Youtuber LeFloid erzählt von seiner Professionalisierung.

(Bild: Marc Jaspers, Media Convention Berlin)

Wie passen Kommerzialisierung und Ehrlichkeit der Inhalte zusammen? Wie reagieren Fernsehsender auf die Flucht junger Zielgruppen, und ruht sich Youtube zu sehr auf seiner Position aus? Verschiedene Sessions auf der re:publica und der Schwesterkonferenz Media Convention Berlin beschäftigen sich mit Nöten, Debatten und Zukunftsaussichten im Youtube-Kosmos.

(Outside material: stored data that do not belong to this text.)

use crate::firestore::model::Timestamp;
use crate::firestore::pipeline::evaluate::{fixed_operands, try_eval, type_error, EvaluateResult};
use crate::firestore::value::{FirestoreValue, ValueKind};

const NANOS_PER_MICRO: i128 = 1_000;
const NANOS_PER_MILLI: i128 = 1_000_000;
const NANOS_PER_SECOND: i128 = 1_000_000_000;

fn timestamp_result(name: &str, nanos: i128) -> EvaluateResult {
    match Timestamp::from_nanos(nanos) {
        Ok(timestamp) => EvaluateResult::Value(FirestoreValue::from_timestamp(timestamp)),
        Err(error) => EvaluateResult::error(format!("{name}(): {}", error.message())),
    }
}

/// Integer count of `unit_nanos` since the epoch to a range-checked timestamp.
fn from_unix(name: &str, args: &[EvaluateResult], unit_nanos: i128) -> EvaluateResult {
    let values = try_eval!(fixed_operands(name, args, 1));
    match values[0].kind() {
        ValueKind::Integer(count) => timestamp_result(name, i128::from(*count) * unit_nanos),
        _ => type_error(name, "an integer", values[0]),
    }
}

pub(crate) fn unix_micros_to_timestamp(args: &[EvaluateResult]) -> EvaluateResult {
    from_unix("unix_micros_to_timestamp", args, NANOS_PER_MICRO)
}

pub(crate) fn unix_millis_to_timestamp(args: &[EvaluateResult]) -> EvaluateResult {
    from_unix("unix_millis_to_timestamp", args, NANOS_PER_MILLI)
}

pub(crate) fn unix_seconds_to_timestamp(args: &[EvaluateResult]) -> EvaluateResult {
    from_unix("unix_seconds_to_timestamp", args, NANOS_PER_SECOND)
}

fn timestamp<'v>(name: &str, value: &'v FirestoreValue) -> Result<&'v Timestamp, EvaluateResult> {
    match value.kind() {
        ValueKind::Timestamp(timestamp) => Ok(timestamp),
        _ => Err(type_error(name, "a timestamp", value)),
    }
}

/// Whole `unit_nanos` since the epoch, rounding toward negative infinity.
fn to_unix(name: &str, args: &[EvaluateResult], unit_nanos: i128) -> EvaluateResult {
    let values = try_eval!(fixed_operands(name, args, 1));
    let timestamp = try_eval!(timestamp(name, values[0]));
    let count = timestamp.to_nanos().div_euclid(unit_nanos);
    match i64::try_from(count) {
        Ok(count) => EvaluateResult::Value(FirestoreValue::from_integer(count)),
        Err(_) => EvaluateResult::error(format!("{name}(): result overflows a 64-bit integer")),
    }
}

pub(crate) fn timestamp_to_unix_micros(args: &[EvaluateResult]) -> EvaluateResult {
    to_unix("timestamp_to_unix_micros", args, NANOS_PER_MICRO)
}

pub(crate) fn timestamp_to_unix_millis(args: &[EvaluateResult]) -> EvaluateResult {
    to_unix("timestamp_to_unix_millis", args, NANOS_PER_MILLI)
}

pub(crate) fn timestamp_to_unix_seconds(args: &[EvaluateResult]) -> EvaluateResult {
    to_unix("timestamp_to_unix_seconds", args, NANOS_PER_SECOND)
}

fn unit_nanos(unit: &str) -> Option<i128> {
    match unit {
        "microsecond" => Some(NANOS_PER_MICRO),
        "millisecond" => Some(NANOS_PER_MILLI),
        "second" => Some(NANOS_PER_SECOND),
        "minute" => Some(60 * NANOS_PER_SECOND),
        "hour" => Some(3_600 * NANOS_PER_SECOND),
        "day" => Some(86_400 * NANOS_PER_SECOND),
        _ => None,
    }
}

/// `(timestamp, unit, amount)`; `sign` is 1 for add and -1 for sub.
fn shift(name: &str, args: &[EvaluateResult], sign: i128) -> EvaluateResult {
    let values = try_eval!(fixed_operands(name, args, 3));
    let start = try_eval!(timestamp(name, values[0]));
    let Some(unit) = values[1].as_str() else {
        return type_error(name, "a string unit", values[1]);
    };
    let Some(step) = unit_nanos(unit) else {
        return EvaluateResult::error(format!("{name}(): unknown time unit '{unit}'"));
    };
    let amount = match values[2].kind() {
        ValueKind::Integer(amount) => i128::from(*amount),
        _ => return type_error(name, "an integer amount", values[2]),
    };
    timestamp_result(name, start.to_nanos() + sign * amount * step)
}

pub(crate) fn timestamp_add(args: &[EvaluateResult]) -> EvaluateResult {
    shift("timestamp_add", args, 1)
}

pub(crate) fn timestamp_sub(args: &[EvaluateResult]) -> EvaluateResult {
    shift("timestamp_sub", args, -1)
}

Marie Meimberg ist die Vorsitzende des Vereins 301+, der ein Gegengewicht zur Kommerzialisierung der Youtube-Networks bilden will. Auf der Podiumsdiskussion Sind Youtuber "wachstumsgeile Kommerzhuren"? beklagt Meimberg, dass die Schleichwerbe-Skandale der letzten Zeit Spuren in der Youtuber-Gemeinde hinterlassen haben: "Die Szene hat so eine Grunderwartung, dass sie als Zuschauer eh Schleichwerbung präsentiert bekommen." Sie setze sich mit ihrem Verein für klare Transparenz-Normen ein. Aktuell sei der Verein im Gespräch mit Anwälten, um eine Lösung zu entwickeln, beispielsweise mithilfe von Labels. "So ließe sich beispielsweise klar kennzeichnen: für den Beitrag wurde ein Flug bezahlt."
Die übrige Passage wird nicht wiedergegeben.